Elevated Plasma Levels of WAP Four-Disulfide Core Domain 2 as a Potential Prognostic Biomarker for Various Cancers

Makoto Watanabe¹Katsuaki Ieguchi¹Nobuyuki Onishi¹Takashi Shimizu¹Ryotaro Ohkuma²Risako Suzuki²Emiko Mura²Nana Iriguchi²Tomoyuki Ishiguro²Yuya Hirasawa²Go Ikeda²Masahiro Shimokawa²Hirotsugu Ariizumi²Atsushi Horiike²Kiyoshi Yoshimura²Takuya Tsunoda²Mayumi Tsuji³Shinichi Kobayashi⁴Yuji Kiuchi³Satoshi Wada^1*

• ¹Department of Clinical Diagnostic Oncology, Clinical Research Institute for Clinical Pharmacology and Therapeutics, Showa Medical University, Tokyo, Japan
• ²Division of Medical Oncology, Department of Medicine, School of Medicine, Showa Medical University, Tokyo, Japan
• ³Pharmacological Research Center, Showa Medical University, Tokyo, Japan
• ⁴Clinical Research Institute for Clinical Pharmacology and Therapeutics, Showa Medical University, Tokyo, Japan

Background: Although WAP four-disulfide core domain 2 (WFDC2) is widely recognized as a diagnostic biomarker for ovarian cancer, its function in other cancer types remains unclear. The aim of this study was to evaluate the prognostic potential of WFDC2 across multiple cancers.Methods: Publicly available transcriptomic datasets were analyzed to compare WFDC2 mRNA expression in normal and tumor tissues across various cancer types.

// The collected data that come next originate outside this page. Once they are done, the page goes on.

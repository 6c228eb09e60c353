//! Server pool
//!
//! Binds the generic resource pool to upstream connection lifecycles:
//! checkout/return with semaphore admission, generational invalidation,
//! background maintenance, and a bounded disconnect drain.

use super::connection::Connection;
use super::monitor::{emit, EventType, Monitor};
use super::resource::{ResourceHooks, ResourcePool, ResourcePoolOptions};
use super::wrapper::ConnectionWrapper;
use crate::config::PoolConfig;
use crate::error::{ConfigError, PoolError};
use std::sync::atomic::{AtomicU64, AtomicU8, Ordering};
use std::sync::Arc;
use std::time::Duration;
use tokio::sync::Semaphore;
use tokio::time::Instant;
use tokio_util::sync::CancellationToken;
use tracing::{debug, info, warn};

/// Server pool lifecycle states. Only `Connected` accepts checkouts.
#[derive(Debug, Clone, Copy, PartialEq, Eq)]
#[repr(u8)]
pub enum ServerState {
    /// Initial and final state
    Disconnected = 0,
    /// Installing the resource pool
    Connecting = 1,
    /// Serving checkouts
    Connected = 2,
    /// Draining outstanding wrappers
    Disconnecting = 3,
}

impl ServerState {
    fn from_u8(value: u8) -> ServerState {
        match value {
            1 => ServerState::Connecting,
            2 => ServerState::Connected,
            3 => ServerState::Disconnecting,
            _ => ServerState::Disconnected,
        }
    }
}

/// Hooks binding the resource pool to connection lifecycles.
struct ConnectionLifecycle {
    address: String,
    state: Arc<AtomicU8>,
    generation: Arc<AtomicU64>,
    idle_timeout: Option<Duration>,
    monitor: Option<Arc<dyn Monitor>>,
}

impl ConnectionLifecycle {
    fn pool_open(&self) -> bool {
        matches!(
            ServerState::from_u8(self.state.load(Ordering::SeqCst)),
            ServerState::Connecting | ServerState::Connected
        )
    }
}

impl ResourceHooks<Connection> for ConnectionLifecycle {
    fn init(&self) -> Option<Connection> {
        // the dial is deferred to the first checkout
        let conn = Connection::new(
            &self.address,
            self.generation.load(Ordering::SeqCst),
            self.idle_timeout,
        );
        emit(
            &self.monitor,
            EventType::ConnectionCreated,
            &self.address,
            conn.id(),
            None,
        );
        Some(conn)
    }

    fn is_expired(&self, conn: &Connection) -> bool {
        conn.expired(self.pool_open(), self.generation.load(Ordering::SeqCst))
    }

    fn close(&self, mut conn: Connection) {
        let id = conn.id();
        let reason = conn.expire_reason().map(|r| r.as_str());
        conn.close();
        emit(
            &self.monitor,
            EventType::ConnectionClosed,
            &self.address,
            id,
            reason,
        );
    }
}

/// State shared between the pool, its wrappers, and the maintenance task.
pub(crate) struct ServerShared {
    address: String,
    config: PoolConfig,
    state: Arc<AtomicU8>,
    generation: Arc<AtomicU64>,
    semaphore: Arc<Semaphore>,
    pool: ResourcePool<Connection>,
    monitor: Option<Arc<dyn Monitor>>,
}

impl ServerShared {
    fn state(&self) -> ServerState {
        ServerState::from_u8(self.state.load(Ordering::SeqCst))
    }

    fn is_open(&self) -> bool {
        matches!(
            self.state(),
            ServerState::Connecting | ServerState::Connected
        )
    }

    fn transition(&self, from: ServerState, to: ServerState) -> bool {
        self.state
            .compare_exchange(from as u8, to as u8, Ordering::SeqCst, Ordering::SeqCst)
            .is_ok()
    }

    /// Accept a connection back from a wrapper. `discard` is set when the
    /// caller marked the wrapper closed.
    pub(crate) fn check_in(&self, mut conn: Connection, discard: bool) {
        let id = conn.id();
        let generation = self.generation.load(Ordering::SeqCst);

        if discard || conn.expired(self.is_open(), generation) {
            let reason = conn.expire_reason().map(|r| r.as_str());
            conn.close();
            self.pool.decrement_total();
            emit(
                &self.monitor,
                EventType::ConnectionReturned,
                &self.address,
                id,
                None,
            );
            emit(
                &self.monitor,
                EventType::ConnectionClosed,
                &self.address,
                id,
                reason,
            );
            return;
        }

        conn.touch();
        if self.pool.put(conn) {
            emit(
                &self.monitor,
                EventType::ConnectionReturned,
                &self.address,
                id,
                None,
            );
        } else {
            // the pool shut down while this connection was out; the pool's
            // close hook already disposed of it
            self.pool.decrement_total();
            emit(
                &self.monitor,
                EventType::ConnectionReturned,
                &self.address,
                id,
                Some("pool_closed"),
            );
        }
    }
}

/// An upstream server pool.
pub struct Server {
    shared: Arc<ServerShared>,
    maintenance: CancellationToken,
}

impl Server {
    /// Build a pool for `address` and bring it to `Connected`: install the
    /// resource pool, start the maintenance task, and pre-fill up to
    /// `min_size`. Connections are minted undialed; the first checkout
    /// dials them.
    pub fn connect(
        address: &str,
        config: PoolConfig,
        monitor: Option<Arc<dyn Monitor>>,
    ) -> Result<Arc<Self>, ConfigError> {
        config.validate()?;

        let state = Arc::new(AtomicU8::new(ServerState::Disconnected as u8));
        let generation = Arc::new(AtomicU64::new(0));

        state.store(ServerState::Connecting as u8, Ordering::SeqCst);

        let hooks = ConnectionLifecycle {
            address: address.to_string(),
            state: state.clone(),
            generation: generation.clone(),
            idle_timeout: config.connection_idle_timeout(),
            monitor: monitor.clone(),
        };

        let pool = ResourcePool::new(
            ResourcePoolOptions {
                min_size: config.min_size,
                max_size: config.max_size,
                maintain_interval: config.maintain_interval(),
            },
            Box::new(hooks),
        )?;

        let shared = Arc::new(ServerShared {
            address: address.to_string(),
            semaphore: Arc::new(Semaphore::new(config.max_size as usize)),
            config,
            state,
            generation,
            pool,
            monitor,
        });

        shared.transition(ServerState::Connecting, ServerState::Connected);
        emit(
            &shared.monitor,
            EventType::PoolCreated,
            &shared.address,
            0,
            None,
        );

        shared.pool.maintain();

        let maintenance = CancellationToken::new();
        let task_shared = shared.clone();
        let task_cancel = maintenance.clone();
        tokio::spawn(async move {
            let mut interval = tokio::time::interval(task_shared.pool.maintain_interval());
            loop {
                tokio::select! {
                    _ = task_cancel.cancelled() => {
                        debug!(address = %task_shared.address, "pool maintenance stopping");
                        break;
                    }
                    _ = interval.tick() => {
                        task_shared.pool.maintain();
                    }
                }
            }
        });

        info!(address = %shared.address, min = shared.config.min_size, max = shared.config.max_size, "pool connected");
        Ok(Arc::new(Server {
            shared,
            maintenance,
        }))
    }

    /// Upstream address the pool serves.
    pub fn address(&self) -> &str {
        &self.shared.address
    }

    /// Current lifecycle state.
    pub fn state(&self) -> ServerState {
        self.shared.state()
    }

    /// Current pool generation.
    pub fn generation(&self) -> u64 {
        self.shared.generation.load(Ordering::SeqCst)
    }

    /// Connections currently held in the pool.
    pub fn size(&self) -> u64 {
        self.shared.pool.size()
    }

    /// Connections held plus connections checked out.
    pub fn total_size(&self) -> u64 {
        self.shared.pool.total_size()
    }

    /// Bump the generation, logically expiring every connection minted
    /// before the bump. Pooled stale connections fall to maintenance or
    /// to the checkout filter.
    pub fn clear(&self) {
        self.shared.generation.fetch_add(1, Ordering::SeqCst);
        emit(
            &self.shared.monitor,
            EventType::PoolCleared,
            &self.shared.address,
            0,
            None,
        );
    }

    /// Check out a connection, honoring `cancel` and an optional deadline
    /// while waiting for a semaphore permit. Expired pooled connections
    /// are discarded on the way; undialed connections are dialed here.
    pub async fn checkout(
        &self,
        cancel: &CancellationToken,
        deadline: Option<Instant>,
    ) -> Result<ConnectionWrapper, PoolError> {
        let shared = &self.shared;

        if shared.state() != ServerState::Connected {
            return Err(PoolError::Closed {
                address: shared.address.clone(),
            });
        }

        let acquire = shared.semaphore.clone().acquire_owned();
        let permit = if let Some(deadline) = deadline {
            tokio::select! {
                res = acquire => res.map_err(|_| PoolError::Closed {
                    address: shared.address.clone(),
                })?,
                _ = cancel.cancelled() => {
                    return Err(PoolError::Cancelled { address: shared.address.clone() });
                }
                _ = tokio::time::sleep_until(deadline) => {
                    return Err(PoolError::Timeout { address: shared.address.clone() });
                }
            }
        } else {
            tokio::select! {
                res = acquire => res.map_err(|_| PoolError::Closed {
                    address: shared.address.clone(),
                })?,
                _ = cancel.cancelled() => {
                    return Err(PoolError::Cancelled { address: shared.address.clone() });
                }
            }
        };

        // the pool may have started disconnecting while we waited
        if shared.state() != ServerState::Connected {
            return Err(PoolError::Closed {
                address: shared.address.clone(),
            });
        }

        loop {
            let mut conn = match shared.pool.get() {
                Some(conn) => conn,
                None => {
                    if !shared.pool.increment_total() {
                        // unreachable while the semaphore bounds
                        // concurrency at max_size
                        emit(
                            &shared.monitor,
                            EventType::GetFailed,
                            &shared.address,
                            0,
                            Some("pool_full"),
                        );
                        return Err(PoolError::Full {
                            address: shared.address.clone(),
                        });
                    }
                    let conn = Connection::new(
                        &shared.address,
                        shared.generation.load(Ordering::SeqCst),
                        shared.config.connection_idle_timeout(),
                    );
                    emit(
                        &shared.monitor,
                        EventType::ConnectionCreated,
                        &shared.address,
                        conn.id(),
                        None,
                    );
                    conn
                }
            };

            if conn.expired(shared.is_open(), shared.generation.load(Ordering::SeqCst)) {
                let id = conn.id();
                let reason = conn.expire_reason().map(|r| r.as_str());
                conn.close();
                shared.pool.decrement_total();
                emit(
                    &shared.monitor,
                    EventType::ConnectionClosed,
                    &shared.address,
                    id,
                    reason,
                );
                continue;
            }

            if !conn.is_dialed() {
                if let Err(e) = conn.connect(shared.config.connect_timeout()).await {
                    shared.pool.decrement_total();
                    emit(
                        &shared.monitor,
                        EventType::ConnectionClosed,
                        &shared.address,
                        conn.id(),
                        Some("dial_failed"),
                    );
                    emit(
                        &shared.monitor,
                        EventType::GetFailed,
                        &shared.address,
                        conn.id(),
                        Some("dial_failed"),
                    );
                    return Err(e);
                }
            }

            conn.touch();
            emit(
                &shared.monitor,
                EventType::GetSucceeded,
                &shared.address,
                conn.id(),
                None,
            );
            return Ok(ConnectionWrapper::new(conn, shared.clone(), permit));
        }
    }

    /// Drain and shut down: `Connected -> Disconnecting`, wait for every
    /// outstanding wrapper bounded by `deadline`, close the resource pool,
    /// `-> Disconnected`. Wrappers still out after the deadline find the
    /// pool closed when they return and dispose of their connections.
    pub async fn disconnect(&self, deadline: Option<Instant>) -> Result<(), PoolError> {
        if !self
            .shared
            .transition(ServerState::Connected, ServerState::Disconnecting)
        {
            return Err(PoolError::Closed {
                address: self.shared.address.clone(),
            });
        }

        self.maintenance.cancel();

        let permits = self.shared.config.max_size.min(u32::MAX as u64) as u32;
        let drain = self.shared.semaphore.acquire_many(permits);
        match deadline {
            Some(deadline) => {
                if tokio::time::timeout_at(deadline, drain).await.is_err() {
                    warn!(address = %self.shared.address, "disconnect drain timed out; closing with connections in flight");
                }
            }
            None => {
                let _ = drain.await;
            }
        }

        self.shared.pool.close();
        self.shared
            .transition(ServerState::Disconnecting, ServerState::Disconnected);
        emit(
            &self.shared.monitor,
            EventType::PoolClosed,
            &self.shared.address,
            0,
            None,
        );
        info!(address = %self.shared.address, "pool disconnected");
        Ok(())
    }
}

impl Drop for Server {
    fn drop(&mut self) {
        self.maintenance.cancel();
    }
}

Kaplan-Meier survival analysis and Cox proportional hazards regression were used to assess the association between WFDC2 mRNA expression and overall survival (OS). Plasma WFDC2 levels were measured using enzymelinked immunosorbent assay in healthy donors as well as patients with gastric, lung, colorectal, esophageal, and pancreatic cancers. Receiver operating characteristic (ROC) analysis was performed to evaluate the diagnostic performance of WFDC2. Kaplan-Meier analysis was conducted to evaluate the association between WFDC2 expression and OS. Cox proportional hazards regression analysis was performed to assess the prognostic significance of WFDC2 expression.Results: WFDC2 mRNA expression was significantly elevated in gastric cancer, lung adenocarcinoma (LUAD), esophageal carcinoma, and pancreatic ductal adenocarcinoma (p < 0.01); however, it was significantly lower in colorectal cancer (p < 0.005). Kaplan-Meier analysis indicated that elevated WFDC2 mRNA expression in LUAD was only significantly associated with prolonged OS (p = 0.017), whereas no significant associations were observed in other cancer types. Moreover, plasma WFDC2 levels were significantly higher in all cancer patient groups than in healthy donors (p < 0.0001). ROC analysis revealed potential diagnostic performance, with an area under the curve of 0.890 (95% CI: 0.844-0.936) for distinguishing patients with cancer from healthy donors. Subgroup analysis indicated diagnostic performance across all cancer types. Elevated plasma WFDC2 levels were significantly associated with shorter OS in esophageal cancer (p = 0.0226). Multivariate Cox regression analysis confirmed that plasma WFDC2 concentration was an independent prognostic factor in gastric (HR = 1.04, 95% CI: 1.00-1.07, p = 0.019) and esophageal cancers (HR = 1.08, 95% CI: 1.02-1.13, p = 0.006).Plasma WFDC2 levels demonstrated potential diagnostic performance across multiple cancers and were significantly associated with poor prognosis in gastric and esophageal cancers.